Use of PCR-array to profile expressed genes in human keratinocyte hacat cells after exposure to Quantum Dots

Quantum dots (QDs) nanoparticles have potential applications in biomedical research, as imaging and diagnostic agents, because of their fluorescent property. Despite the widespread use of nanoparticles, there are many unknowns in understanding on their nanotoxicities and mechanisms. This study evaluated the effects of Quantum Dots (QDs) on gene expression profiles of human keratinocyte HaCaT cells. Total RNA was prepared from the exposure groups to QDs with diverse physicochemical properties (565-PEG-amine, 565-carboxylic acid, 655-carboxylic acid) in various concentrations, and real-time RT-PCR analysis was performed using human oxidative stress and antioxidant defense array.
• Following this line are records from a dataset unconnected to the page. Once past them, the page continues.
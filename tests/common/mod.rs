//! A SCEP CA on a wiremock server, backed by [`CaStub`].
#![allow(dead_code)]

use std::sync::Arc;

use scepc::constants::{CONTENT_TYPE_CA_CERT, CONTENT_TYPE_CA_RA_CERT, CONTENT_TYPE_PKI_MESSAGE};
use scepc::scep::{Enrollment, EnrollmentSettings, ScepClient};
use scepc::test::CaStub;
use wiremock::matchers::{method, path, query_param};
use wiremock::{Mock, MockServer, Request, ResponseTemplate};

pub const SCEP_PATH: &str = "/certsrv/mscep/";

/// What GetCACert returns.
#[derive(Clone, Copy, Debug)]
pub enum CaCertMode {
    Single,
    Chain,
}

pub struct TestCa {
    pub server: MockServer,
    pub ca: Arc<CaStub>,
}

impl TestCa {
    /// Starts a server that answers GetCACert and PKIOperation.
    pub async fn start(ca: CaStub, mode: CaCertMode) -> Self {
        let server = MockServer::start().await;
        let ca = Arc::new(ca);

        mount_ca_cert(&server, &ca, mode).await;

        let responder = ca.clone();
        Mock::given(method("POST"))
            .and(path(SCEP_PATH))
            .and(query_param("operation", "PKIOperation"))
            .respond_with(move |req: &Request| match responder.handle_pki_operation(&req.body) {
                Ok(body) => ResponseTemplate::new(200).set_body_raw(body.to_vec(), CONTENT_TYPE_PKI_MESSAGE),
                Err(e) => ResponseTemplate::new(400).set_body_string(e),
            })
            .mount(&server)
            .await;

        TestCa { server, ca }
    }

    /// Starts a server that answers GetCACert, but gives the given response
    /// to every PKIOperation.
    pub async fn start_with_operation_response(ca: CaStub, response: ResponseTemplate) -> Self {
        let server = MockServer::start().await;
        let ca = Arc::new(ca);

        mount_ca_cert(&server, &ca, CaCertMode::Single).await;
        Mock::given(method("POST"))
            .and(path(SCEP_PATH))
            .and(query_param("operation", "PKIOperation"))
            .respond_with(response)
            .mount(&server)
            .await;

        TestCa { server, ca }
    }

    /// Starts a server that gives the given response to GetCACert and
    /// answers nothing else.
    pub async fn start_with_ca_cert_response(response: ResponseTemplate) -> Self {
        let server = MockServer::start().await;
        Mock::given(method("GET"))
            .and(path(SCEP_PATH))
            .and(query_param("operation", "GetCACert"))
            .respond_with(response)
            .mount(&server)
            .await;

        TestCa {
            server,
            ca: Arc::new(CaStub::new()),
        }
    }

    pub fn client(&self) -> ScepClient {
        ScepClient::new(&self.server.uri()).unwrap()
    }

    pub fn enrollment(&self) -> Enrollment {
        Enrollment::new(self.client(), EnrollmentSettings::default())
    }
}

async fn mount_ca_cert(server: &MockServer, ca: &CaStub, mode: CaCertMode) {
    let response = match mode {
        CaCertMode::Single => ResponseTemplate::new(200).set_body_raw(ca.ca_cert_der(), CONTENT_TYPE_CA_CERT),
        CaCertMode::Chain => ResponseTemplate::new(200).set_body_raw(ca.ca_ra_chain().to_vec(), CONTENT_TYPE_CA_RA_CERT),
    };

    Mock::given(method("GET"))
        .and(path(SCEP_PATH))
        .and(query_param("operation", "GetCACert"))
        .respond_with(response)
        .mount(server)
        .await;
}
Our study indicated that antioxidant defense and oxidative stress category, such as nitric oxide synthase 2A (NOS2A), dual specificity phosphatase 1 (DUSP1), dual oxidase (DUOX), 24-dehydrocholesterol reductase (DHCR24), peroxidase in homolog (Drosophila)-like (PXDNL), scavenger receptor class A (SCARA3) and thyroid peroxidase (TPO), were represented by all three QDs exposure groups. Therefore, the up-regulation of these enzymes by QDs could increase the production of reactive oxygen species (ROS). The results of our study showed that QDs contained a potential to produce ROS via metabolic pathways, inducing oxidative stress. The results supported that the mechanism of nanotoxicity could be correlated with active oxygen production, oxidative stress, apoptosis, and antioxidant defense mechanisms.